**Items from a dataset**
======

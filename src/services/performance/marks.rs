use actix_web::{HttpRequest, HttpResponse, Result as ActixResult};
use std::collections::HashMap;

use super::PerformanceService;
use crate::aggregation::round2;
use crate::middlewares::RequireJWT;
use crate::models::performance::responses::DivisionSubjectAverage;
use crate::models::tests::entities::Subject;
use crate::models::users::requests::StudentFilter;
use crate::models::{ApiResponse, ErrorCode};

/// 教师名下各分组按科目的平均原始分
///
/// 范围是教师已指派的分组、且年级与教师一致的学生；
/// 平均的是原始得分而不是百分比。行序按 (分组, 科目) 的首次出现顺序。
pub async fn teacher_marks_summary(
    service: &PerformanceService,
    request: &HttpRequest,
) -> ActixResult<HttpResponse> {
    let Some(teacher) = RequireJWT::extract_user_claims(request) else {
        return Ok(HttpResponse::Unauthorized().json(ApiResponse::error_empty(
            ErrorCode::Unauthorized,
            "未登录",
        )));
    };

    let Some(teacher_year) = teacher.profile.year else {
        return Ok(HttpResponse::BadRequest().json(ApiResponse::error_empty(
            ErrorCode::MissingParameter,
            "教师未设置年级",
        )));
    };

    let storage = service.get_storage(request);

    let assignments = match storage.list_assignments_by_teacher(teacher.id).await {
        Ok(assignments) => assignments,
        Err(e) => {
            return Ok(
                HttpResponse::InternalServerError().json(ApiResponse::error_empty(
                    ErrorCode::InternalServerError,
                    format!("查询指派失败: {e}"),
                )),
            );
        }
    };

    let division_ids: Vec<i64> = assignments.iter().map(|a| a.division_id).collect();

    let students = match storage
        .list_students(StudentFilter {
            division_ids: Some(division_ids.clone()),
            year: Some(teacher_year),
            ..Default::default()
        })
        .await
    {
        Ok(students) => students,
        Err(e) => {
            return Ok(
                HttpResponse::InternalServerError().json(ApiResponse::error_empty(
                    ErrorCode::InternalServerError,
                    format!("查询学生失败: {e}"),
                )),
            );
        }
    };

    let student_division: HashMap<i64, i64> = students
        .iter()
        .filter_map(|s| s.profile.division_id.map(|d| (s.id, d)))
        .collect();

    let student_ids: Vec<i64> = students.iter().map(|s| s.id).collect();
    let rows = match storage
        .find_test_marks_with_tests_by_students(&student_ids)
        .await
    {
        Ok(rows) => rows,
        Err(e) => {
            return Ok(
                HttpResponse::InternalServerError().json(ApiResponse::error_empty(
                    ErrorCode::InternalServerError,
                    format!("查询成绩失败: {e}"),
                )),
            );
        }
    };

    // 按 (分组, 科目) 求原始分均值，保持首次出现顺序
    let mut index: HashMap<(i64, Subject), usize> = HashMap::new();
    let mut groups: Vec<((i64, Subject), f64, usize)> = Vec::new();

    for (mark, _test) in &rows {
        let Some(&division_id) = student_division.get(&mark.student_id) else {
            continue;
        };
        let key = (division_id, mark.subject);
        let slot = *index.entry(key).or_insert_with(|| {
            groups.push((key, 0.0, 0));
            groups.len() - 1
        });
        groups[slot].1 += mark.marks_obtained;
        groups[slot].2 += 1;
    }

    let divisions = match storage.list_divisions_by_ids(&division_ids).await {
        Ok(divisions) => divisions,
        Err(e) => {
            return Ok(
                HttpResponse::InternalServerError().json(ApiResponse::error_empty(
                    ErrorCode::InternalServerError,
                    format!("查询分组失败: {e}"),
                )),
            );
        }
    };
    let divisions_by_id: HashMap<i64, _> = divisions.into_iter().map(|d| (d.id, d)).collect();

    let averages: Vec<DivisionSubjectAverage> = groups
        .iter()
        .filter_map(|((division_id, subject), sum, count)| {
            let division = divisions_by_id.get(division_id)?;
            Some(DivisionSubjectAverage {
                division_id: division.id,
                division_name: division.name.clone(),
                year: division.year.clone(),
                branch: division.branch.clone(),
                subject: *subject,
                average_marks: round2(sum / *count as f64),
            })
        })
        .collect();

    Ok(HttpResponse::Ok().json(ApiResponse::success(averages, "查询成功")))
}
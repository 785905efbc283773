use actix_web::{HttpRequest, HttpResponse, Result as ActixResult};

use super::PerformanceService;
use crate::aggregation::marks::{
    GradedMark, overall_percentage_weighted, subject_averages_zero_filled,
};
use crate::aggregation::{attendance::percentage_of_records, round2};
use crate::errors::Result;
use crate::middlewares::RequireJWT;
use crate::models::attendance::requests::AttendanceFilter;
use crate::models::performance::responses::{StudentSummaryResponse, SubjectPerformance};
use crate::models::users::entities::User;
use crate::models::{ApiResponse, ErrorCode};
use crate::storage::Storage;

/// 学生查询自己的成绩综合视图
pub async fn student_summary(
    service: &PerformanceService,
    request: &HttpRequest,
) -> ActixResult<HttpResponse> {
    let Some(student) = RequireJWT::extract_user_claims(request) else {
        return Ok(HttpResponse::Unauthorized().json(ApiResponse::error_empty(
            ErrorCode::Unauthorized,
            "未登录",
        )));
    };

    let storage = service.get_storage(request);

    match build_student_summary(&*storage, &student).await {
        Ok(summary) => Ok(HttpResponse::Ok().json(ApiResponse::success(summary, "查询成功"))),
        Err(e) => Ok(
            HttpResponse::InternalServerError().json(ApiResponse::error_empty(
                ErrorCode::InternalServerError,
                format!("查询成绩综合视图失败: {e}"),
            )),
        ),
    }
}

/// 组装一个学生的成绩综合视图
///
/// 考勤取无时间范围的全量记录；科目均值按 zero-filled 口径
/// （每场测验三科都计入，缺考按 0 分）；总体百分比按分值加权。
/// 全部保留两位小数。
pub(crate) async fn build_student_summary(
    storage: &dyn Storage,
    student: &User,
) -> Result<StudentSummaryResponse> {
    // 全量考勤
    let records = storage
        .find_attendance(AttendanceFilter {
            student_id: Some(student.id),
            ..Default::default()
        })
        .await?;
    let attendance = percentage_of_records(&records);

    // 全部成绩（带测验满分）
    let rows = storage.find_test_marks_with_tests(student.id).await?;
    let marks: Vec<GradedMark> = rows
        .iter()
        .map(|(mark, test)| GradedMark::from_row(mark, test))
        .collect();

    let averages = subject_averages_zero_filled(&marks);
    let overall = overall_percentage_weighted(&marks);

    Ok(StudentSummaryResponse {
        name: student.profile.name.clone(),
        prn: student.profile.prn.clone().unwrap_or_default(),
        attendance,
        subject_performance: SubjectPerformance {
            coding: round2(averages.coding),
            aptitude: round2(averages.aptitude),
            technical: round2(averages.technical),
        },
        overall_percentage: round2(overall),
    })
}
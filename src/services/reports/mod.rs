pub mod defaulters;
pub mod improvement;

use actix_web::{HttpRequest, HttpResponse, Result as ActixResult};
use std::sync::Arc;

use crate::models::attendance::requests::DefaulterParams;
use crate::models::tests::requests::ImprovementParams;
use crate::storage::Storage;

/// 报表数据服务
///
/// 只负责组装报表载荷，PDF 渲染由外部的报表渲染器完成。
pub struct ReportService {
    storage: Option<Arc<dyn Storage>>,
}

impl ReportService {
    pub fn new_lazy() -> Self {
        Self { storage: None }
    }

    pub(crate) fn get_storage(&self, request: &HttpRequest) -> Arc<dyn Storage> {
        if let Some(storage) = &self.storage {
            storage.clone()
        } else {
            request
                .app_data::<actix_web::web::Data<Arc<dyn Storage>>>()
                .expect("Storage not found in app data")
                .get_ref()
                .clone()
        }
    }

    // 缺勤报表载荷
    pub async fn defaulters_report(
        &self,
        params: DefaulterParams,
        request: &HttpRequest,
    ) -> ActixResult<HttpResponse> {
        defaulters::defaulters_report(self, params, request).await
    }

    // 进步报表载荷（mean-of-means 低于 50% 的口径）
    pub async fn improvement_report(
        &self,
        params: ImprovementParams,
        request: &HttpRequest,
    ) -> ActixResult<HttpResponse> {
        improvement::improvement_report(self, params, request).await
    }
}
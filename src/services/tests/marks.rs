use actix_web::{HttpRequest, HttpResponse, Result as ActixResult};
use tracing::error;

use super::TestService;
use crate::aggregation::marks::validate_mark_batch;
use crate::models::tests::{requests::SaveMarksRequest, responses::SaveMarksResponse};
use crate::models::{ApiResponse, ErrorCode};

/// 批量保存一场测验的成绩
///
/// 整批先校验后写入：批次总分超过测验满分、或任一条超过每科满分
/// （total_marks / 3）时整批拒绝，不产生任何部分写入。
/// 通过校验后按 (student, test, subject) 自然键逐条 upsert，
/// 覆盖旧得分并刷新 graded_on。
pub async fn save_marks(
    service: &TestService,
    marks_data: SaveMarksRequest,
    request: &HttpRequest,
) -> ActixResult<HttpResponse> {
    let entries = marks_data.marks;

    if entries.is_empty() {
        return Ok(HttpResponse::BadRequest().json(ApiResponse::error_empty(
            ErrorCode::BadRequest,
            "成绩数据不能为空",
        )));
    }

    // 所有条目必须属于同一场测验
    let test_id = entries[0].test_id;
    if entries.iter().any(|e| e.test_id != test_id) {
        return Ok(HttpResponse::BadRequest().json(ApiResponse::error_empty(
            ErrorCode::MarksValidationFailed,
            "所有成绩必须属于同一场测验",
        )));
    }

    if entries.iter().any(|e| e.marks_obtained < 0.0) {
        return Ok(HttpResponse::BadRequest().json(ApiResponse::error_empty(
            ErrorCode::MarksValidationFailed,
            "得分不能为负数",
        )));
    }

    let storage = service.get_storage(request);

    let test = match storage.get_test_by_id(test_id).await {
        Ok(Some(test)) => test,
        Ok(None) => {
            return Ok(HttpResponse::NotFound().json(ApiResponse::error_empty(
                ErrorCode::TestNotFound,
                "测验不存在",
            )));
        }
        Err(e) => {
            return Ok(
                HttpResponse::InternalServerError().json(ApiResponse::error_empty(
                    ErrorCode::InternalServerError,
                    format!("查询测验失败: {e}"),
                )),
            );
        }
    };

    // 满分未配置时拒绝写入，而不是按 0 计
    if test.total_marks <= 0.0 {
        return Ok(HttpResponse::BadRequest().json(ApiResponse::error_empty(
            ErrorCode::MarksValidationFailed,
            "测验未配置满分",
        )));
    }

    if let Err(violation) = validate_mark_batch(test.total_marks, &entries) {
        return Ok(HttpResponse::BadRequest().json(ApiResponse::error_empty(
            ErrorCode::MarksValidationFailed,
            violation.to_string(),
        )));
    }

    let mut saved = Vec::with_capacity(entries.len());
    for entry in entries {
        match storage.upsert_test_mark(entry).await {
            Ok(mark) => saved.push(mark),
            Err(e) => {
                error!("Failed to save test mark: {}", e);
                return Ok(
                    HttpResponse::InternalServerError().json(ApiResponse::error_empty(
                        ErrorCode::MarksSaveFailed,
                        format!("保存成绩失败: {e}"),
                    )),
                );
            }
        }
    }

    Ok(HttpResponse::Created().json(ApiResponse::success(
        SaveMarksResponse { marks: saved },
        "成绩保存成功",
    )))
}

======

**WORK INSTRUCTIONS**
Where a line in the entries holds the word "DivisionSubjectAverage", copy that line.

**WORKED SOLUTION**
use crate::models::performance::responses::DivisionSubjectAverage;
    let averages: Vec<DivisionSubjectAverage> = groups
            Some(DivisionSubjectAverage {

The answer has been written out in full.